- EXERCISE BRIEF
Lines holding the word "understand" in the material below: count them and write the number alone.

- DATASET CONTENT
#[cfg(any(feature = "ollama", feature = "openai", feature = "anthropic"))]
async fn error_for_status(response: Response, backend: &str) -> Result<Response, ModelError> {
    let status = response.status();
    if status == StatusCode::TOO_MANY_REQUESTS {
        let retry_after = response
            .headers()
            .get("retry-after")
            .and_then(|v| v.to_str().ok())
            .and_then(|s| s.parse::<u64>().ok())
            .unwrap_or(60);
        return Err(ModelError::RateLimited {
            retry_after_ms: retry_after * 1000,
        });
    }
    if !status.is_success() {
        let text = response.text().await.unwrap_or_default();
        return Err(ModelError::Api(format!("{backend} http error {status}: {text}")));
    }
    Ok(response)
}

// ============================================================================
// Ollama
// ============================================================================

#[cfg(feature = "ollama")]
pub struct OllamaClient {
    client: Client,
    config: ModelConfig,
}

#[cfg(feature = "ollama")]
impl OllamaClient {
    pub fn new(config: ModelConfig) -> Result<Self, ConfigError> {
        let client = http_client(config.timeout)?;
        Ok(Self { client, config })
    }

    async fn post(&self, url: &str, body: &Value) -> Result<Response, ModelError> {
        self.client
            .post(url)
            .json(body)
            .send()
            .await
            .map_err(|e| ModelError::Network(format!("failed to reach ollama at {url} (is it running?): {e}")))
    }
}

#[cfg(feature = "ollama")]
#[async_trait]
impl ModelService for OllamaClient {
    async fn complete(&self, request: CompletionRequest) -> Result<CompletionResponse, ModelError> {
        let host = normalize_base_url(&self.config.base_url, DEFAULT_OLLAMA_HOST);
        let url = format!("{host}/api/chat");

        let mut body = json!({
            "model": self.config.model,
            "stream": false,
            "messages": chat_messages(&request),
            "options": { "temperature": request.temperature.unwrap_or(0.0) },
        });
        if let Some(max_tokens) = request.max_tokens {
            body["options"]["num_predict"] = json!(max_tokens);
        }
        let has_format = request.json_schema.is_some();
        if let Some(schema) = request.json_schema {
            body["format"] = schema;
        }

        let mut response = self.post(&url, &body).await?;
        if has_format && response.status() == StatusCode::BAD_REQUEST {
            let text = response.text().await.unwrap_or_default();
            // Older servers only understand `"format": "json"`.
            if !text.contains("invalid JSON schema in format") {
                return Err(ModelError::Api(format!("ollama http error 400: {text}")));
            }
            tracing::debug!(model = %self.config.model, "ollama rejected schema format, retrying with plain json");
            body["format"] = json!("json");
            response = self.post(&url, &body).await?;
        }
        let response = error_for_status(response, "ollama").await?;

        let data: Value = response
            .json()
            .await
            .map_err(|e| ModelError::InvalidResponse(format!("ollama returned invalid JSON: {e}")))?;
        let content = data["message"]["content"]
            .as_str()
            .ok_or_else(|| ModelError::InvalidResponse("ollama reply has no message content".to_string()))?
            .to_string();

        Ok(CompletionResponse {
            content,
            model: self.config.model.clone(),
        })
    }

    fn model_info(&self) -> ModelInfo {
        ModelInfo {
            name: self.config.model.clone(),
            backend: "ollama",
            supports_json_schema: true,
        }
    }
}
--
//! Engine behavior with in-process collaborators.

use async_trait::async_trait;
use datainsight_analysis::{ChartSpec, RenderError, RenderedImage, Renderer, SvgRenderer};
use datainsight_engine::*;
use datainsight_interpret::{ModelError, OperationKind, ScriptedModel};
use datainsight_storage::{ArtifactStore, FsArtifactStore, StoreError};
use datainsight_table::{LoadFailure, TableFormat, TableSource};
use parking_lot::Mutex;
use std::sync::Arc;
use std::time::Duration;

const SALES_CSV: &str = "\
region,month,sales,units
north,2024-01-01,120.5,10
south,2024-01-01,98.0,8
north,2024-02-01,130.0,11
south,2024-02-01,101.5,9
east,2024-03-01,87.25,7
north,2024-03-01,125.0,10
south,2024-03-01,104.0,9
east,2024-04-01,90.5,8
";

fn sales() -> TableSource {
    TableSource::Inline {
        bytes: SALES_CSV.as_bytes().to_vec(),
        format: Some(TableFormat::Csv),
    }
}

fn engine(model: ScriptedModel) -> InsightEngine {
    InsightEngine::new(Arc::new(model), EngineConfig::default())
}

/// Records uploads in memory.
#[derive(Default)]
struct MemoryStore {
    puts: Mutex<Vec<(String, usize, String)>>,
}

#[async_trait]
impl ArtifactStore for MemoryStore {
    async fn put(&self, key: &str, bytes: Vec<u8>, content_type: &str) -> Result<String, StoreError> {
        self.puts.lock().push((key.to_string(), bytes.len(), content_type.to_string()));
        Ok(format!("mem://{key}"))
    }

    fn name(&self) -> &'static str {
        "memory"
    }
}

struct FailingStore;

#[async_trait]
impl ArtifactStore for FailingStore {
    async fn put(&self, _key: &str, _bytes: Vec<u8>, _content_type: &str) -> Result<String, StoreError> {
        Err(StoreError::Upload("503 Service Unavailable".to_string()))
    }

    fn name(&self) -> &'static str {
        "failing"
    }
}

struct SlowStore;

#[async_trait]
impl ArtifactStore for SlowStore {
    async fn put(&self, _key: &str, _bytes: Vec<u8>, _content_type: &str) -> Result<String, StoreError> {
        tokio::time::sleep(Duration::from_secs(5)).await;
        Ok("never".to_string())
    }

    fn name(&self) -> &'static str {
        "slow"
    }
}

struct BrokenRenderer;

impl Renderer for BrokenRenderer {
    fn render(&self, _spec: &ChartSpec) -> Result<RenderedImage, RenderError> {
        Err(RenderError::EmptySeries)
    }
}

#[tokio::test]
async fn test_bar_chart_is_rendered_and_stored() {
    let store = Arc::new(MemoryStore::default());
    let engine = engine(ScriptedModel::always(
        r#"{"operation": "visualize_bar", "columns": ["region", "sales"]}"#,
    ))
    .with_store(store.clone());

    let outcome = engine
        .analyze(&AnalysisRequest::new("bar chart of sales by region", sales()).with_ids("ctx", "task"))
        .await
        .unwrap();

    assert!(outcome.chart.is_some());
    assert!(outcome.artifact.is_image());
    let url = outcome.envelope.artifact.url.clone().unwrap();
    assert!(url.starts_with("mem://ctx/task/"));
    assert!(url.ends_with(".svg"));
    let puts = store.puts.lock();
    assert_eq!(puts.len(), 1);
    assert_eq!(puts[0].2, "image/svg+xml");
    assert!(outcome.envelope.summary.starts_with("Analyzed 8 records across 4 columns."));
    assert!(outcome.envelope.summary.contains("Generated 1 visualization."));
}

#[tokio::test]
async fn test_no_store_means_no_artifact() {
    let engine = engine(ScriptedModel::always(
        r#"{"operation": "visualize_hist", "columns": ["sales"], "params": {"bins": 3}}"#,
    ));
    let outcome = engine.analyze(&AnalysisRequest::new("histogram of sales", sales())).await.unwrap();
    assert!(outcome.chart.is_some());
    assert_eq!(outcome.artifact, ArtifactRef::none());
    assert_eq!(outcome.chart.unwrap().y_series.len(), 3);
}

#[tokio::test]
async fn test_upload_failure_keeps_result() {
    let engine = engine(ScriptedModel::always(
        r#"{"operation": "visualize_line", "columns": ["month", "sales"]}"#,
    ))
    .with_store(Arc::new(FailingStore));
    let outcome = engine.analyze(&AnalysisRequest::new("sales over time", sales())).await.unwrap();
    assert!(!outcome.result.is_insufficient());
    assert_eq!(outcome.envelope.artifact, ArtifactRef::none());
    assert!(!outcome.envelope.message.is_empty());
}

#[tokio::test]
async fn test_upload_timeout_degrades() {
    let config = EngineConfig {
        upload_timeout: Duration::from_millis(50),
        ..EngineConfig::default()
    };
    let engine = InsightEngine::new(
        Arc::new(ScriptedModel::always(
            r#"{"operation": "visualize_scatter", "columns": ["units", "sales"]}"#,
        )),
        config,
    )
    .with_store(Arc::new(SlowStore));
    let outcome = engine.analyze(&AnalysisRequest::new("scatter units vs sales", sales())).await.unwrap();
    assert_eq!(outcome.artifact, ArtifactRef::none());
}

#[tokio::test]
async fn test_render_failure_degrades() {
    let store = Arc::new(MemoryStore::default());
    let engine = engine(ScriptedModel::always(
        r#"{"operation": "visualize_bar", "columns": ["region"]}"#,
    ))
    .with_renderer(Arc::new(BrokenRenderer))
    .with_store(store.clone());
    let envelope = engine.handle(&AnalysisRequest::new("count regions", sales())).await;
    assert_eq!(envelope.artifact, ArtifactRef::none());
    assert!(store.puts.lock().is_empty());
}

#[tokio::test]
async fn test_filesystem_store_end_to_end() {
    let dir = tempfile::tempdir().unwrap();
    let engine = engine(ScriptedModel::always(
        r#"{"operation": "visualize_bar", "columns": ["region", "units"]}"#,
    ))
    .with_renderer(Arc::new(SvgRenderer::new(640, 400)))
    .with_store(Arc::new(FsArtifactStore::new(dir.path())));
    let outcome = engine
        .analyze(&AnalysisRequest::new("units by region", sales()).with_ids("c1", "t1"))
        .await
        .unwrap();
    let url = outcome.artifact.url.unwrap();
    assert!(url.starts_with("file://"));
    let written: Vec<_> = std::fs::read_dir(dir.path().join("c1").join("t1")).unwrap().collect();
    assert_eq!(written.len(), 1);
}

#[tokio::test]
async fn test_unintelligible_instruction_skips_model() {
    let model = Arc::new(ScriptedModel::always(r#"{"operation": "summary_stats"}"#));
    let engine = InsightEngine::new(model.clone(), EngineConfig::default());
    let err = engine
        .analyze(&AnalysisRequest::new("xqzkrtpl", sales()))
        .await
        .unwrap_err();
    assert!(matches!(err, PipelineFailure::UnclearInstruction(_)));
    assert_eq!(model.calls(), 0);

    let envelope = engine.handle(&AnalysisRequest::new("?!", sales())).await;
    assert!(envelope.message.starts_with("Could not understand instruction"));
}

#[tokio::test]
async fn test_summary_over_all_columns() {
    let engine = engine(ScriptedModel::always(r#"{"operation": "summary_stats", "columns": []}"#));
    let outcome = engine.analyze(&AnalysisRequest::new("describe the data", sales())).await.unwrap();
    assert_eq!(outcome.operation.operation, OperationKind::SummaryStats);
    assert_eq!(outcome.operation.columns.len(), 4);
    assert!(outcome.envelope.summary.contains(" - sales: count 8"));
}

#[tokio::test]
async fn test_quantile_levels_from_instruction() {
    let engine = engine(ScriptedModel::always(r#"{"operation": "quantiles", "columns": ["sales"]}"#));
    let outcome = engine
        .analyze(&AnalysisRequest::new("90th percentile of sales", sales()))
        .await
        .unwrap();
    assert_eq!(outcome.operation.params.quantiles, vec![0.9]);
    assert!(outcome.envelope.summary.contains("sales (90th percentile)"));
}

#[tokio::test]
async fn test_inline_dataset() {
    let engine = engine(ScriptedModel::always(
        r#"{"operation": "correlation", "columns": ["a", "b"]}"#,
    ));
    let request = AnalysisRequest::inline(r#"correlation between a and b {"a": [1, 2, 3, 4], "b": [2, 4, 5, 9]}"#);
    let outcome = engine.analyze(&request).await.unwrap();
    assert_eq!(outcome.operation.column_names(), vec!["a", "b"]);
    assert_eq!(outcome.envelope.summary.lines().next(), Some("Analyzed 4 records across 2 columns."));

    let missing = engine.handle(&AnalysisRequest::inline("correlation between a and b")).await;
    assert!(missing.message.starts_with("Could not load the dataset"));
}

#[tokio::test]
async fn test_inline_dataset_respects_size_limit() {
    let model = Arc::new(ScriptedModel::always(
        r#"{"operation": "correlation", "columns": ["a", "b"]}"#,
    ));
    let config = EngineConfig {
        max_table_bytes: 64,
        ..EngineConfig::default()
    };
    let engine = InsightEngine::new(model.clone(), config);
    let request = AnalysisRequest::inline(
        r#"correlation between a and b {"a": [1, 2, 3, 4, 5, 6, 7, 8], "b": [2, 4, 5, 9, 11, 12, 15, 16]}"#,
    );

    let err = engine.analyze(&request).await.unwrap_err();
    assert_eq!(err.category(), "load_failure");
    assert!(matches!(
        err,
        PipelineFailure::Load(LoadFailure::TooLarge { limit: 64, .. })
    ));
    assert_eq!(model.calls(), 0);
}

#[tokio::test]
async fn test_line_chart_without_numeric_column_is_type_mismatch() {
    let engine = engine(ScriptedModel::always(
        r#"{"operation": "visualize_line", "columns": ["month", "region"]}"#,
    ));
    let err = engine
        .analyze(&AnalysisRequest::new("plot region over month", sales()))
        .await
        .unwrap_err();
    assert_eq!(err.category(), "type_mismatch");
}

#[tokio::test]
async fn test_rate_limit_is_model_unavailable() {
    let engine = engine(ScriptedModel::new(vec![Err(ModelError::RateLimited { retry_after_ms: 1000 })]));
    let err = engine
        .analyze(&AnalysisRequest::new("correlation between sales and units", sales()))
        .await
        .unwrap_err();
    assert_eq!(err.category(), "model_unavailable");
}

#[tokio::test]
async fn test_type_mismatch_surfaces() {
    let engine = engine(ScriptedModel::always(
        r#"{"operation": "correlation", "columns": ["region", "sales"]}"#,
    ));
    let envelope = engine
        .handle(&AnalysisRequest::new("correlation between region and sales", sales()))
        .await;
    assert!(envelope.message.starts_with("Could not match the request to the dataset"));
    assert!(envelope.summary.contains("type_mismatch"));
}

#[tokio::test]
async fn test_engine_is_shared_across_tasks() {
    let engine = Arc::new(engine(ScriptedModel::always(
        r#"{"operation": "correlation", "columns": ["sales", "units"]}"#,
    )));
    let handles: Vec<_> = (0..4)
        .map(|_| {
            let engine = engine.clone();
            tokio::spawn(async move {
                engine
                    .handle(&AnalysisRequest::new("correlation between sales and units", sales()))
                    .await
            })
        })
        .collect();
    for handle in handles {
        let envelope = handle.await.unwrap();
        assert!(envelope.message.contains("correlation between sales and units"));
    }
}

- EXERCISE RESULT
2